Task to complete> From the data below, set down exactly the lines between the one holding "impl SaveNotifier for" and the one holding "Collects retry telemetry", inclusive, and no others.

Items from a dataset
= = = =

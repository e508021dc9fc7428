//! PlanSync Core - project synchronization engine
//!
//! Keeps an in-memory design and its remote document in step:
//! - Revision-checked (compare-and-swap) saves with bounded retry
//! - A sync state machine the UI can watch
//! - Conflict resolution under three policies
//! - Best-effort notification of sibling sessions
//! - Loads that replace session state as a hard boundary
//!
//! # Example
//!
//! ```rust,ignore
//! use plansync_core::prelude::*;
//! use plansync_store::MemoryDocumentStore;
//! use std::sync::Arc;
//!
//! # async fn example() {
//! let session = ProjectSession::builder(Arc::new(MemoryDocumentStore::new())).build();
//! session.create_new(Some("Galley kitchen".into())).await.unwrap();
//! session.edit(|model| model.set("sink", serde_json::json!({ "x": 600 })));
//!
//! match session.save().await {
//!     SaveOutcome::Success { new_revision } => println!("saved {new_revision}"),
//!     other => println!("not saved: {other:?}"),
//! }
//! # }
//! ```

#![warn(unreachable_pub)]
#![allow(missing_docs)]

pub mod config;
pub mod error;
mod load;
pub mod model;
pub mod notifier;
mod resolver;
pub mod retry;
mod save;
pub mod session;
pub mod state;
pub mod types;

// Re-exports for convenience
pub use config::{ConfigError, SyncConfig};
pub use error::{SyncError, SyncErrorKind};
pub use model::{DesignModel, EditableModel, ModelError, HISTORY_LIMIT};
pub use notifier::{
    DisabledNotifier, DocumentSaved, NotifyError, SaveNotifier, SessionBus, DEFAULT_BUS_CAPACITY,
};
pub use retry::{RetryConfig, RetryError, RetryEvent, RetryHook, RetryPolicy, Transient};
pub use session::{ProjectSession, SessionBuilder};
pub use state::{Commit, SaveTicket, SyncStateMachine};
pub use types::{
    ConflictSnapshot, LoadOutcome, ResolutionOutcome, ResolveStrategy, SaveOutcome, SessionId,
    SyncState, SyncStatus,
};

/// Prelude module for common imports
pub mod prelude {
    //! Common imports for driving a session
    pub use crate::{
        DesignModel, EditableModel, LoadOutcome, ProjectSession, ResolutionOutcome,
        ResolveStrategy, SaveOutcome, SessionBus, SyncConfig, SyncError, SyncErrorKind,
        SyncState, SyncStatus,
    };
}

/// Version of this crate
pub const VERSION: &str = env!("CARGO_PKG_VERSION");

= = = =

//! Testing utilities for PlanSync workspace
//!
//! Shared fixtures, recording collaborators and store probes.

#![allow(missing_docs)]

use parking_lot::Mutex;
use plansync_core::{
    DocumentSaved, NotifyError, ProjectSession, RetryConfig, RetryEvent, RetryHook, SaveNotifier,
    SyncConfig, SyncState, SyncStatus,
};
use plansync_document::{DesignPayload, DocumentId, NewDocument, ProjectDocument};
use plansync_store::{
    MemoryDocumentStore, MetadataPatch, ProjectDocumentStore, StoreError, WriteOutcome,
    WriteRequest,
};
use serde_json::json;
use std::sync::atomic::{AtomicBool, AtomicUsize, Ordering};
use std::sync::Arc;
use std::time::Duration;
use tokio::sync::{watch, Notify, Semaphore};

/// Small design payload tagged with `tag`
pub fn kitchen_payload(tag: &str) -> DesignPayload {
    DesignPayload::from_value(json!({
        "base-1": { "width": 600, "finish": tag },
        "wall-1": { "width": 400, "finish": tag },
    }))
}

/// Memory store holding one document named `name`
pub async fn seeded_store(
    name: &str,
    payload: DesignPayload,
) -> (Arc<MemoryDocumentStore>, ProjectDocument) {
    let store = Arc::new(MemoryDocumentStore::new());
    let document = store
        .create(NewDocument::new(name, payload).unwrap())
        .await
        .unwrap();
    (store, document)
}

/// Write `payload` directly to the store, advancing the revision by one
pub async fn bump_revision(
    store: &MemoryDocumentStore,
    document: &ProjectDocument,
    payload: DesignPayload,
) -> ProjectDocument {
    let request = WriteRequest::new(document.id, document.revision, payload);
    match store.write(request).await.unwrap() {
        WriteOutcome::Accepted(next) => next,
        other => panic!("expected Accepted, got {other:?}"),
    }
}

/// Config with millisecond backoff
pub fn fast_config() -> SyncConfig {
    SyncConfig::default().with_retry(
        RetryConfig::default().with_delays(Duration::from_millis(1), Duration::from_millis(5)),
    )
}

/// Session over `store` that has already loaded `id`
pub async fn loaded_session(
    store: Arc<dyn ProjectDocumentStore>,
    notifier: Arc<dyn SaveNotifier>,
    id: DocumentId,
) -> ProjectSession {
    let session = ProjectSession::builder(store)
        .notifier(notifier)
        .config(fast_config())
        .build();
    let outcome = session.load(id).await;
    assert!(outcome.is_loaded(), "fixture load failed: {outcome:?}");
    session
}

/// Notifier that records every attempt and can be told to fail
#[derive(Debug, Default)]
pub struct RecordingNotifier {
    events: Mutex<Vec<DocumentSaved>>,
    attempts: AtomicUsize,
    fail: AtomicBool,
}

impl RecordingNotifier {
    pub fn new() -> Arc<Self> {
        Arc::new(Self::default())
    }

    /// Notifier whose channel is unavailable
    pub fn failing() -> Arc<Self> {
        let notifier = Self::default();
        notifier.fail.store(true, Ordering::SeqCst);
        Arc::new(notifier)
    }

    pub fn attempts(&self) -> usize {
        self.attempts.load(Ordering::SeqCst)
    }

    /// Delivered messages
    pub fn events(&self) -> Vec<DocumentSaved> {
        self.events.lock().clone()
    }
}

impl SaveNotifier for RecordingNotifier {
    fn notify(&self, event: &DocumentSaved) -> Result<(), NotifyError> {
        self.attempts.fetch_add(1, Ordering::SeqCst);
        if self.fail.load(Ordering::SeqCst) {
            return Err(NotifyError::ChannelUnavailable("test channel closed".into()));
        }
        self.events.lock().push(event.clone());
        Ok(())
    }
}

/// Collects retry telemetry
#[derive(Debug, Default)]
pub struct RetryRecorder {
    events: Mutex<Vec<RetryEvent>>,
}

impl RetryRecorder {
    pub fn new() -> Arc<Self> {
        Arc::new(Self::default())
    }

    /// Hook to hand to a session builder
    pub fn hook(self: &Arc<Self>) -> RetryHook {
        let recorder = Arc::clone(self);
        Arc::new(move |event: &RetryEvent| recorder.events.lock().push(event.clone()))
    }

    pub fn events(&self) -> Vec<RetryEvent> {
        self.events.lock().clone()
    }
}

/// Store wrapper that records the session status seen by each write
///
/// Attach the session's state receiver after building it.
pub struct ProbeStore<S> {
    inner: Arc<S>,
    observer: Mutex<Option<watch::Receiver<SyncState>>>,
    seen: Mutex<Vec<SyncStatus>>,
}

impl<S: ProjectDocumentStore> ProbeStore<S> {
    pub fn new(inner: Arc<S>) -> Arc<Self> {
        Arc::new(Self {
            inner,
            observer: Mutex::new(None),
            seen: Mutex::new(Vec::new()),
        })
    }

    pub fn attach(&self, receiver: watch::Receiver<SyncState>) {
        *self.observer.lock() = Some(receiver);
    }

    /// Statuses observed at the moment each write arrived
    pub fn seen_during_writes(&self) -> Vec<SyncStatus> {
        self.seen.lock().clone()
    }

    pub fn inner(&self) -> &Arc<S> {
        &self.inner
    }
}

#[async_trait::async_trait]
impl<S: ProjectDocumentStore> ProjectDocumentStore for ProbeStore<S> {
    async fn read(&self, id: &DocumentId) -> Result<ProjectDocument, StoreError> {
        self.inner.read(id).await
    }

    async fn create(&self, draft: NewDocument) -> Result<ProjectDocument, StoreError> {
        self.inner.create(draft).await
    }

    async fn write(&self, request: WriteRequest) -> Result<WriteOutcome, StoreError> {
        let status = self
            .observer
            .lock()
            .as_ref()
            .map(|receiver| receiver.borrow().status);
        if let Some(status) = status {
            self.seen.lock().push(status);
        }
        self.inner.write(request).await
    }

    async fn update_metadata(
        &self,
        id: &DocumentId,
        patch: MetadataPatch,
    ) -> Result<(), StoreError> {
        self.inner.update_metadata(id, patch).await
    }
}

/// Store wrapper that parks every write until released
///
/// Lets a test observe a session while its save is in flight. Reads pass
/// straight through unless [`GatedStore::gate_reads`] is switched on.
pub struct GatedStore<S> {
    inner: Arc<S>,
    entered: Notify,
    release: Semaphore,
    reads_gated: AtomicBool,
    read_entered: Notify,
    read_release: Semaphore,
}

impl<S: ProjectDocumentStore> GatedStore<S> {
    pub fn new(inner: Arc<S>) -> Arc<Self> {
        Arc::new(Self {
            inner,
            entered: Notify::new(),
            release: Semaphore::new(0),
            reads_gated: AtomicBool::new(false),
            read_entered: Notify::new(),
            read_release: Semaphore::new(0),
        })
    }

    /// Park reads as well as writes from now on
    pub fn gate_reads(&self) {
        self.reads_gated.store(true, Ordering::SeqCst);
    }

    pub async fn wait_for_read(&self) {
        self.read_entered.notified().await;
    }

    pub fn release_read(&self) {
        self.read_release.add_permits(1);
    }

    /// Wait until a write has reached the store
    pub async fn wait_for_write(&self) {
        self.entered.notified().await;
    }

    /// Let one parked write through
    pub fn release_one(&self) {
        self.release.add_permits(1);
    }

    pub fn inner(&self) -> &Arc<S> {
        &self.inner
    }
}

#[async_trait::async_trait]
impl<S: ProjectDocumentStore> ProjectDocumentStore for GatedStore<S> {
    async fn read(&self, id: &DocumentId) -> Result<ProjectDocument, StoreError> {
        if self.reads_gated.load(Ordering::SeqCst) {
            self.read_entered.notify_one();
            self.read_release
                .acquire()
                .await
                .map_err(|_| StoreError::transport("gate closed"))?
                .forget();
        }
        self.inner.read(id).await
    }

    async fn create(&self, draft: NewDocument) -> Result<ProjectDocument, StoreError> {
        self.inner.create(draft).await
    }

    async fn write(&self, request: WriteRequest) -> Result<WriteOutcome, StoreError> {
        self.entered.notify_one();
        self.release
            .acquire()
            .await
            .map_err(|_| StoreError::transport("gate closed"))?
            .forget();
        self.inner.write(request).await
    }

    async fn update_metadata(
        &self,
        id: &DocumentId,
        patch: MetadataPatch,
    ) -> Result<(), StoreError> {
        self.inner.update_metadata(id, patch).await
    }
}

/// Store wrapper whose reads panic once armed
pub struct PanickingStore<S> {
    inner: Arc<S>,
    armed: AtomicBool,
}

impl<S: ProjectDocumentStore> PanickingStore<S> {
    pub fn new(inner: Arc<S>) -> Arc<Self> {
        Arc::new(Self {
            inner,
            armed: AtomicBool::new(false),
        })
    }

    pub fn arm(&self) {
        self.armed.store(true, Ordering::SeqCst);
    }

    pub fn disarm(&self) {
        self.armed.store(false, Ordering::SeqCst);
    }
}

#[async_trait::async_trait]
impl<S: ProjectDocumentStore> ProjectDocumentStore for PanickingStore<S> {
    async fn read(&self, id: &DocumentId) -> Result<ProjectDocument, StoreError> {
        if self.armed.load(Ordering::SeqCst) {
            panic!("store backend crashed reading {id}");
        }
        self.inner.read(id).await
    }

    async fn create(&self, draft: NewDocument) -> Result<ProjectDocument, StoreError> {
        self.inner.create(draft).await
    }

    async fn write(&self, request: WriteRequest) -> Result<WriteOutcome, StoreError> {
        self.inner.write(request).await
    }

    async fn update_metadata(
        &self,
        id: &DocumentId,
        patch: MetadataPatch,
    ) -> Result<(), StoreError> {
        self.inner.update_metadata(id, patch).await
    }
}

= = = =

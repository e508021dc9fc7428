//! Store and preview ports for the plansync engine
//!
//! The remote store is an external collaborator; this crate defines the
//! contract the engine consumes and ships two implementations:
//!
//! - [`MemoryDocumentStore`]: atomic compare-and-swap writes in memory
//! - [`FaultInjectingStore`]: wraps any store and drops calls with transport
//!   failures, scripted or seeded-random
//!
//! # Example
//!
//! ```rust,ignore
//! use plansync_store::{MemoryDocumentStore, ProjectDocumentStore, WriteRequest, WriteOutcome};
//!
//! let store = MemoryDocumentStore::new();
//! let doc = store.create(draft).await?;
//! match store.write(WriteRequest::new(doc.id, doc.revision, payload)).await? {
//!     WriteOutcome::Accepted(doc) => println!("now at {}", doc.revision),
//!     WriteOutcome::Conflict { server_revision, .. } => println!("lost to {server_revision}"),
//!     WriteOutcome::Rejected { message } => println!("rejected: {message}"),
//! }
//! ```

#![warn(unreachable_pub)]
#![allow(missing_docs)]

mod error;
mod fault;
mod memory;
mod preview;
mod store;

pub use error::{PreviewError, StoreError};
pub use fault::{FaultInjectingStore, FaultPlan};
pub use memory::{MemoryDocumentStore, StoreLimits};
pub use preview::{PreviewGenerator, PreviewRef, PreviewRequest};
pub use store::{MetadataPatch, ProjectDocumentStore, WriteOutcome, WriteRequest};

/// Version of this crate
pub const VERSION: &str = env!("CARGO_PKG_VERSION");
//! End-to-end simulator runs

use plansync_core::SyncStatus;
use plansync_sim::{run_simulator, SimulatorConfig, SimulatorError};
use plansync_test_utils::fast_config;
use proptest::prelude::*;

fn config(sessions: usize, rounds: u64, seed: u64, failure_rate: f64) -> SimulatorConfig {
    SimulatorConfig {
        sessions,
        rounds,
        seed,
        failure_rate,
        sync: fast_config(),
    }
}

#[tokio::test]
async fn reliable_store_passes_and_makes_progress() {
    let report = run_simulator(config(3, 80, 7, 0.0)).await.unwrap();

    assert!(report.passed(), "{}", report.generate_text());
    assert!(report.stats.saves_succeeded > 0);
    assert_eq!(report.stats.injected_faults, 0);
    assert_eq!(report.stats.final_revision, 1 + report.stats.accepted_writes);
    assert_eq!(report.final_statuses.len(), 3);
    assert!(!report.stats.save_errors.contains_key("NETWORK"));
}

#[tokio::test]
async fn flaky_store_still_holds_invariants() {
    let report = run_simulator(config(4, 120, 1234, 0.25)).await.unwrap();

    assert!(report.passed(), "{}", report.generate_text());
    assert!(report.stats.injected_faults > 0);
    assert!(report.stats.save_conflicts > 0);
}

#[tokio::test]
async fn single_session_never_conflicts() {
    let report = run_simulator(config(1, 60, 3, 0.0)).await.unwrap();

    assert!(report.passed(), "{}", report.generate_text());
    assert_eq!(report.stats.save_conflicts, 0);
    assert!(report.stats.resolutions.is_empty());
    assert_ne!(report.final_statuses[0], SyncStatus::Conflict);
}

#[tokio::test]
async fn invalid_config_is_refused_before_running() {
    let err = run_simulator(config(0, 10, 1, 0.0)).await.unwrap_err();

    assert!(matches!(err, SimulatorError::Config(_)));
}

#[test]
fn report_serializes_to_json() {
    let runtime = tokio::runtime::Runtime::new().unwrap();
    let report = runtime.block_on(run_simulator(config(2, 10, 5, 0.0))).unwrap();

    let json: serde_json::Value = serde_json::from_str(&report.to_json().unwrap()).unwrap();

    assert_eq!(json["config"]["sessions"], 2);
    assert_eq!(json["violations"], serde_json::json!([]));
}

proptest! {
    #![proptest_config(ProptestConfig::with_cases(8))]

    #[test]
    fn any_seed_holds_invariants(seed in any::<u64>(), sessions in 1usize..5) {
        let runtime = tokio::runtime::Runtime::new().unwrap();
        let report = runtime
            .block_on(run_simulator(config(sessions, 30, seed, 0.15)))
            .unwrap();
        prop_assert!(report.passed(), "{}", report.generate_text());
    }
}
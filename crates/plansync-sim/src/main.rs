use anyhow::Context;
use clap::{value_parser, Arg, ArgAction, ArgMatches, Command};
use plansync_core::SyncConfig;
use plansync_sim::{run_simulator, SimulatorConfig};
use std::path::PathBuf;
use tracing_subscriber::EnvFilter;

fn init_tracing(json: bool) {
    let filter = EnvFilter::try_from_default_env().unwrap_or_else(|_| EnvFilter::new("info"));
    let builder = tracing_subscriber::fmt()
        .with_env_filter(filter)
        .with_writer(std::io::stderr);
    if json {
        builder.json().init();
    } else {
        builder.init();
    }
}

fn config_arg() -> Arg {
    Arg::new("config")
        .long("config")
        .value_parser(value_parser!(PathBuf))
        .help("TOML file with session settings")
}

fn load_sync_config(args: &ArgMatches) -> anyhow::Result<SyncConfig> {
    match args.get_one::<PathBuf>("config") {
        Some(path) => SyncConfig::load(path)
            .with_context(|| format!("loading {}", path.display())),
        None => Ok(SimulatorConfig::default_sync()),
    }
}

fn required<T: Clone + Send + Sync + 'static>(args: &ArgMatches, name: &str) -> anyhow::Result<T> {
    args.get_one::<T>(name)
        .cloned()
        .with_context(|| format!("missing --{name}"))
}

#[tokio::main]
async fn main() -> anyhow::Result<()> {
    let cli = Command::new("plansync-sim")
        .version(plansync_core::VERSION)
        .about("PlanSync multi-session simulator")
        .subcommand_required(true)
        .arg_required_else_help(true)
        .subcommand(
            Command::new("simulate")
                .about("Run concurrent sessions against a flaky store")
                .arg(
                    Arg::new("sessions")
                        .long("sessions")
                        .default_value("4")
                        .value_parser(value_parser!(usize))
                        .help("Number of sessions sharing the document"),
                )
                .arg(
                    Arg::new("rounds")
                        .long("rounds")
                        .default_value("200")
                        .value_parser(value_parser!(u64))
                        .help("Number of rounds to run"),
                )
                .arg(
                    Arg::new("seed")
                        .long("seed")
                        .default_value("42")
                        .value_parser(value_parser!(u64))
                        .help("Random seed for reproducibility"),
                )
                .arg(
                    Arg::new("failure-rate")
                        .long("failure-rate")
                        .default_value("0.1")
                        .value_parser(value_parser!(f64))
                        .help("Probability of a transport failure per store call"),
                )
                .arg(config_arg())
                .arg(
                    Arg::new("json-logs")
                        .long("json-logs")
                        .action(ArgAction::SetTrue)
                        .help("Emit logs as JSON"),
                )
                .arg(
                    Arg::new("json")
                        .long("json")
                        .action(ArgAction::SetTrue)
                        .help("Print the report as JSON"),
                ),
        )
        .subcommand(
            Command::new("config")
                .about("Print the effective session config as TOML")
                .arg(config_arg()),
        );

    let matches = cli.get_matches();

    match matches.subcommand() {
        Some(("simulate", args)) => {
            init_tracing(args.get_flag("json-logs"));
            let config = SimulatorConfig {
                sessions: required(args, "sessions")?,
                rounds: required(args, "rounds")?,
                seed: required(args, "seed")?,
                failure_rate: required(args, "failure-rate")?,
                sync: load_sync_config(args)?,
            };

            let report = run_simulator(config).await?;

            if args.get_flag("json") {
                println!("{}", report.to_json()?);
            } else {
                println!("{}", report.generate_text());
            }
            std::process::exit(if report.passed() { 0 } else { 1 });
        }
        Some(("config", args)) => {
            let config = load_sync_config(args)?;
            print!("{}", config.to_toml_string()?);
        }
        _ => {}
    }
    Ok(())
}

= = = =

Written reply>
impl SaveNotifier for RecordingNotifier {
    fn notify(&self, event: &DocumentSaved) -> Result<(), NotifyError> {
        self.attempts.fetch_add(1, Ordering::SeqCst);
        if self.fail.load(Ordering::SeqCst) {
            return Err(NotifyError::ChannelUnavailable("test channel closed".into()));
        }
        self.events.lock().push(event.clone());
        Ok(())
    }
}

/// Collects retry telemetry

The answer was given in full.